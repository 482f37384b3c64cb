//! Mutation commands: plain data, applied by the scene processor.
//!
//! On the wire a command is `{ "type": "...", "payload": { ... } }`.

use super::serialization::CameraSnapshot;
use super::{xyz, Material, MeshId, MeshSpec};
use glam::Vec3;
use serde::{Deserialize, Deserializer, Serialize};

#[derive(Debug, Clone, PartialEq, Serialize, Deserialize)]
#[serde(tag = "type", content = "payload", rename_all = "camelCase")]
pub enum Command {
    CreateMesh(MeshSpec),
    UpdateMesh {
        id: MeshId,
        #[serde(default)]
        changes: MeshChanges,
    },
    RemoveMesh {
        id: MeshId,
    },
    SetCamera(CameraUpdate),
    #[serde(alias = "splitMesh")]
    SplitMerged {
        id: MeshId,
    },
}

impl Command {
    pub fn create(spec: impl Into<MeshSpec>) -> Self {
        Self::CreateMesh(spec.into())
    }

    pub fn update(id: impl Into<MeshId>, changes: MeshChanges) -> Self {
        Self::UpdateMesh {
            id: id.into(),
            changes,
        }
    }

    pub fn remove(id: impl Into<MeshId>) -> Self {
        Self::RemoveMesh { id: id.into() }
    }

    pub fn split(id: impl Into<MeshId>) -> Self {
        Self::SplitMerged { id: id.into() }
    }

    pub fn type_name(&self) -> &'static str {
        match self {
            Self::CreateMesh(_) => "createMesh",
            Self::UpdateMesh { .. } => "updateMesh",
            Self::RemoveMesh { .. } => "removeMesh",
            Self::SetCamera(_) => "setCamera",
            Self::SplitMerged { .. } => "splitMerged",
        }
    }

    /// Decode a command from loose JSON, e.g. one built by a UI layer.
    pub fn from_value(value: serde_json::Value) -> Result<Self, serde_json::Error> {
        serde_json::from_value(value)
    }
}

/// Partial update: every `Some` field overwrites the entity field, `None`
/// leaves it alone. `parent: Some(None)` detaches to top level.
#[derive(Debug, Clone, Default, PartialEq, Serialize, Deserialize)]
#[serde(rename_all = "camelCase")]
pub struct MeshChanges {
    #[serde(default, skip_serializing_if = "Option::is_none")]
    pub name: Option<String>,
    #[serde(default, with = "xyz::option", skip_serializing_if = "Option::is_none")]
    pub position: Option<Vec3>,
    #[serde(default, with = "xyz::option", skip_serializing_if = "Option::is_none")]
    pub rotation: Option<Vec3>,
    #[serde(default, with = "xyz::option", skip_serializing_if = "Option::is_none")]
    pub scaling: Option<Vec3>,
    #[serde(default, skip_serializing_if = "Option::is_none")]
    pub material: Option<Material>,
    #[serde(
        default,
        deserialize_with = "present",
        skip_serializing_if = "Option::is_none"
    )]
    pub parent: Option<Option<MeshId>>,
    /// Store `position` as given, bypassing grid snap. Used when replaying
    /// recorded values that must come back bit for bit.
    #[serde(default, skip_serializing_if = "std::ops::Not::not")]
    pub exact_position: bool,
}

impl MeshChanges {
    pub fn new() -> Self {
        Self::default()
    }

    pub fn name(mut self, name: impl Into<String>) -> Self {
        self.name = Some(name.into());
        self
    }

    pub fn position(mut self, position: Vec3) -> Self {
        self.position = Some(position);
        self
    }

    pub fn rotation(mut self, rotation: Vec3) -> Self {
        self.rotation = Some(rotation);
        self
    }

    pub fn scaling(mut self, scaling: Vec3) -> Self {
        self.scaling = Some(scaling);
        self
    }

    pub fn material(mut self, material: Material) -> Self {
        self.material = Some(material);
        self
    }

    pub fn parent(mut self, parent: Option<MeshId>) -> Self {
        self.parent = Some(parent);
        self
    }

    pub fn touches_transform(&self) -> bool {
        self.position.is_some() || self.rotation.is_some() || self.scaling.is_some()
    }

    pub fn is_empty(&self) -> bool {
        self.name.is_none()
            && !self.touches_transform()
            && self.material.is_none()
            && self.parent.is_none()
    }
}

// Distinguishes an explicit `null` (Some(None)) from an absent key (None).
fn present<'de, D, T>(deserializer: D) -> Result<Option<T>, D::Error>
where
    D: Deserializer<'de>,
    T: Deserialize<'de>,
{
    T::deserialize(deserializer).map(Some)
}

#[derive(Debug, Clone, Default, PartialEq, Serialize, Deserialize)]
pub struct CameraUpdate {
    #[serde(default, skip_serializing_if = "Option::is_none")]
    pub alpha: Option<f32>,
    #[serde(default, skip_serializing_if = "Option::is_none")]
    pub beta: Option<f32>,
    #[serde(default, skip_serializing_if = "Option::is_none")]
    pub radius: Option<f32>,
    #[serde(default, with = "xyz::option", skip_serializing_if = "Option::is_none")]
    pub target: Option<Vec3>,
}

impl From<&CameraSnapshot> for CameraUpdate {
    fn from(snapshot: &CameraSnapshot) -> Self {
        Self {
            alpha: Some(snapshot.alpha),
            beta: Some(snapshot.beta),
            radius: Some(snapshot.radius),
            target: None,
        }
    }
}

=-=-=-=-=

> [TASK INSTRUCTIONS]: What are the lines above, starting at the one with "pub fn remove(id: impl" and ending at the one with "Partial update: every"? Give them again exactly, and only them.

> [FINAL ANSWER]:
    pub fn remove(id: impl Into<MeshId>) -> Self {
        Self::RemoveMesh { id: id.into() }
    }

    pub fn split(id: impl Into<MeshId>) -> Self {
        Self::SplitMerged { id: id.into() }
    }

    pub fn type_name(&self) -> &'static str {
        match self {
            Self::CreateMesh(_) => "createMesh",
            Self::UpdateMesh { .. } => "updateMesh",
            Self::RemoveMesh { .. } => "removeMesh",
            Self::SetCamera(_) => "setCamera",
            Self::SplitMerged { .. } => "splitMerged",
        }
    }

    /// Decode a command from loose JSON, e.g. one built by a UI layer.
    pub fn from_value(value: serde_json::Value) -> Result<Self, serde_json::Error> {
        serde_json::from_value(value)
    }
}

/// Partial update: every `Some` field overwrites the entity field, `None`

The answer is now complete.